## Problem
Use the entries below and reproduce exactly the lines from the one containing "for one orchestrator." down to the one containing "announcement arrived first.", both of them included.

(Data supplied)

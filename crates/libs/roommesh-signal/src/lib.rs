//! Signaling boundary for roommesh.
//!
//! The signaling service is a black-box pub/sub group membership service.
//! This crate pins down the part of it the sync protocol relies on:
//!
//! - **Membership events** ([`SignalEvent`]): connected, room created, room
//!   joined, join failed, disconnected, inbound message
//! - **Tagged messages**: [`SignalMessage`], dispatched by [`MessageTag`]
//!   and carried as MessagePack on the wire
//! - **[`SignalingChannel`]** is the outbound half: connect, join, create,
//!   send, disconnect. Outcomes come back as events, never as return values.
//! - **[`LocalBus`]**: an in-process implementation with atomic room
//!   creation, used by the simulator and the tests
//!
//! # Ordering
//!
//! Events for one participant are delivered in the order the bus produced
//! them. Nothing is acknowledged; delivery is at-most-once.

pub mod channel;
pub mod error;
pub mod local;
pub mod types;

pub use channel::SignalingChannel;
pub use error::SignalError;
pub use local::{EventReceiver, EventSender, LocalBus, LocalChannel};
pub use types::*;
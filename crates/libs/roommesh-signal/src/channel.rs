use crate::error::SignalError;
use crate::types::{ParticipantId, RoomOptions, SignalMessage, Target};

/// Outbound half of a participant's connection to the signaling service.
///
/// Calls never block on the service. Each returns once the request is
/// handed off; the outcome (connected, joined, join failed, ...) arrives
/// later as a [`crate::SignalEvent`] on the event stream paired with the
/// channel. An `Err` means the request could not be issued at all.
///
/// Use `Arc<dyn SignalingChannel>` as the handle type.
pub trait SignalingChannel: Send + Sync {
    fn local_id(&self) -> ParticipantId;

    fn is_connected(&self) -> bool;

    fn connect(&self) -> Result<(), SignalError>;

    fn join_room(&self, room: &str) -> Result<(), SignalError>;

    /// Create `room`. Creation is atomic at the service: if the room already
    /// exists the caller observes an ordinary join instead.
    fn create_room(&self, room: &str, options: RoomOptions) -> Result<(), SignalError>;

    fn send(&self, target: Target, message: &SignalMessage) -> Result<(), SignalError>;

    fn disconnect(&self) -> Result<(), SignalError>;
}
use std::fmt;
use std::net::{IpAddr, SocketAddr, UdpSocket};
use std::str::FromStr;

/// Where a transfer server is listening, as carried in signaling messages
/// (`"<address>:<port>"`).
#[derive(Debug, Clone, PartialEq, Eq, Hash)]
pub struct TransferEndpoint {
    pub host: String,
    pub port: u16,
}

#[derive(Debug, Clone, PartialEq, Eq, thiserror::Error)]
pub enum EndpointParseError {
    #[error("missing ':<port>' in endpoint '{0}'")]
    MissingPort(String),

    #[error("empty host in endpoint '{0}'")]
    EmptyHost(String),

    #[error("invalid port '{0}'")]
    InvalidPort(String),
}

impl TransferEndpoint {
    pub fn new(host: impl Into<String>, port: u16) -> Self {
        Self { host: host.into(), port }
    }
}

impl From<SocketAddr> for TransferEndpoint {
    fn from(addr: SocketAddr) -> Self {
        Self { host: addr.ip().to_string(), port: addr.port() }
    }
}

impl fmt::Display for TransferEndpoint {
    fn fmt(&self, f: &mut fmt::Formatter<'_>) -> fmt::Result {
        if self.host.contains(':') {
            write!(f, "[{}]:{}", self.host, self.port)
        } else {
            write!(f, "{}:{}", self.host, self.port)
        }
    }
}

impl FromStr for TransferEndpoint {
    type Err = EndpointParseError;

    fn from_str(s: &str) -> Result<Self, Self::Err> {
        let trimmed = s.trim();
        let (host, port) = trimmed
            .rsplit_once(':')
            .ok_or_else(|| EndpointParseError::MissingPort(trimmed.to_string()))?;
        let host = host.strip_prefix('[').and_then(|h| h.strip_suffix(']')).unwrap_or(host);
        if host.is_empty() {
            return Err(EndpointParseError::EmptyHost(trimmed.to_string()));
        }
        let port = port
            .parse::<u16>()
            .map_err(|_| EndpointParseError::InvalidPort(port.to_string()))?;
        Ok(Self { host: host.to_string(), port })
    }
}

/// Address of the interface this host uses for outbound traffic.
///
/// No packet is sent: connecting a UDP socket only selects a route.
pub fn local_ip_address() -> Option<IpAddr> {
    let socket = UdpSocket::bind("0.0.0.0:0").ok()?;
    socket.connect("192.0.2.1:9").ok()?;
    let ip = socket.local_addr().ok()?.ip();
    if ip.is_unspecified() {
        None
    } else {
        Some(ip)
    }
}
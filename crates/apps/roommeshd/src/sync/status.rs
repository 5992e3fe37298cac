use std::sync::atomic::{AtomicU64, Ordering};
use std::sync::Arc;
use std::time::Duration;

use roommesh_mesh::MeshStore;
use roommesh_signal::ParticipantId;
use tokio::sync::watch;
use tokio_util::sync::CancellationToken;

use crate::role::Role;
use crate::session::{SessionRole, SyncState};

const POLL_INTERVAL: Duration = Duration::from_millis(10);

#[derive(Debug, Clone, Copy, PartialEq, Eq)]
pub struct SyncStatus {
    pub state: SyncState,
    pub role: SessionRole,
}

/// Transfer counters for one orchestrator.
#[derive(Debug, Default)]
pub struct SyncStats {
    fetches_completed: AtomicU64,
    fetches_discarded: AtomicU64,
    fetches_failed: AtomicU64,
    pushes_served: AtomicU64,
}

impl SyncStats {
    /// Fetches that finished and were acted on, including empty ones.
    pub fn fetches_completed(&self) -> u64 {
        self.fetches_completed.load(Ordering::Acquire)
    }

    /// Fetches dropped because a newer announcement arrived first.
    pub fn fetches_discarded(&self) -> u64 {
        self.fetches_discarded.load(Ordering::Acquire)
    }

    pub fn fetches_failed(&self) -> u64 {
        self.fetches_failed.load(Ordering::Acquire)
    }

    pub fn pushes_served(&self) -> u64 {
        self.pushes_served.load(Ordering::Acquire)
    }

    pub(crate) fn record_completed(&self) {
        self.fetches_completed.fetch_add(1, Ordering::AcqRel);
    }

    pub(crate) fn record_discarded(&self) {
        self.fetches_discarded.fetch_add(1, Ordering::AcqRel);
    }

    pub(crate) fn record_failed(&self) {
        self.fetches_failed.fetch_add(1, Ordering::AcqRel);
    }

    pub(crate) fn record_push(&self) {
        self.pushes_served.fetch_add(1, Ordering::AcqRel);
    }
}

/// Cloneable view onto a running orchestrator.
#[derive(Debug, Clone)]
pub struct SyncHandle {
    pub(crate) id: ParticipantId,
    pub(crate) status: watch::Receiver<SyncStatus>,
    pub(crate) store: MeshStore,
    pub(crate) stats: Arc<SyncStats>,
    pub(crate) stop: CancellationToken,
}

impl SyncHandle {
    pub fn id(&self) -> ParticipantId {
        self.id
    }

    pub fn status(&self) -> SyncStatus {
        *self.status.borrow()
    }

    pub fn state(&self) -> SyncState {
        self.status().state
    }

    pub fn role(&self) -> Option<Role> {
        self.status().role.confirmed()
    }

    pub fn store(&self) -> &MeshStore {
        &self.store
    }

    pub fn stats(&self) -> &SyncStats {
        &self.stats
    }

    /// Ask the orchestrator to shut down.
    pub fn stop(&self) {
        self.stop.cancel();
    }

    /// Wait until the published status satisfies `predicate`. Returns `None`
    /// if the orchestrator went away first.
    pub async fn wait_for_status(
        &self,
        mut predicate: impl FnMut(&SyncStatus) -> bool,
    ) -> Option<SyncStatus> {
        let mut status = self.status.clone();
        let matched = status.wait_for(|s| predicate(s)).await.ok().map(|s| *s);
        matched
    }

    pub async fn wait_for_state(&self, state: SyncState) -> Option<SyncStatus> {
        self.wait_for_status(|s| s.state == state).await
    }

    /// Poll until `condition` holds for this handle.
    pub async fn wait_until(&self, mut condition: impl FnMut(&SyncHandle) -> bool) {
        while !condition(self) {
            tokio::time::sleep(POLL_INTERVAL).await;
        }
    }
}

(End Data supplied)

## Expected answer
/// Transfer counters for one orchestrator.
#[derive(Debug, Default)]
pub struct SyncStats {
    fetches_completed: AtomicU64,
    fetches_discarded: AtomicU64,
    fetches_failed: AtomicU64,
    pushes_served: AtomicU64,
}

impl SyncStats {
    /// Fetches that finished and were acted on, including empty ones.
    pub fn fetches_completed(&self) -> u64 {
        self.fetches_completed.load(Ordering::Acquire)
    }

    /// Fetches dropped because a newer announcement arrived first.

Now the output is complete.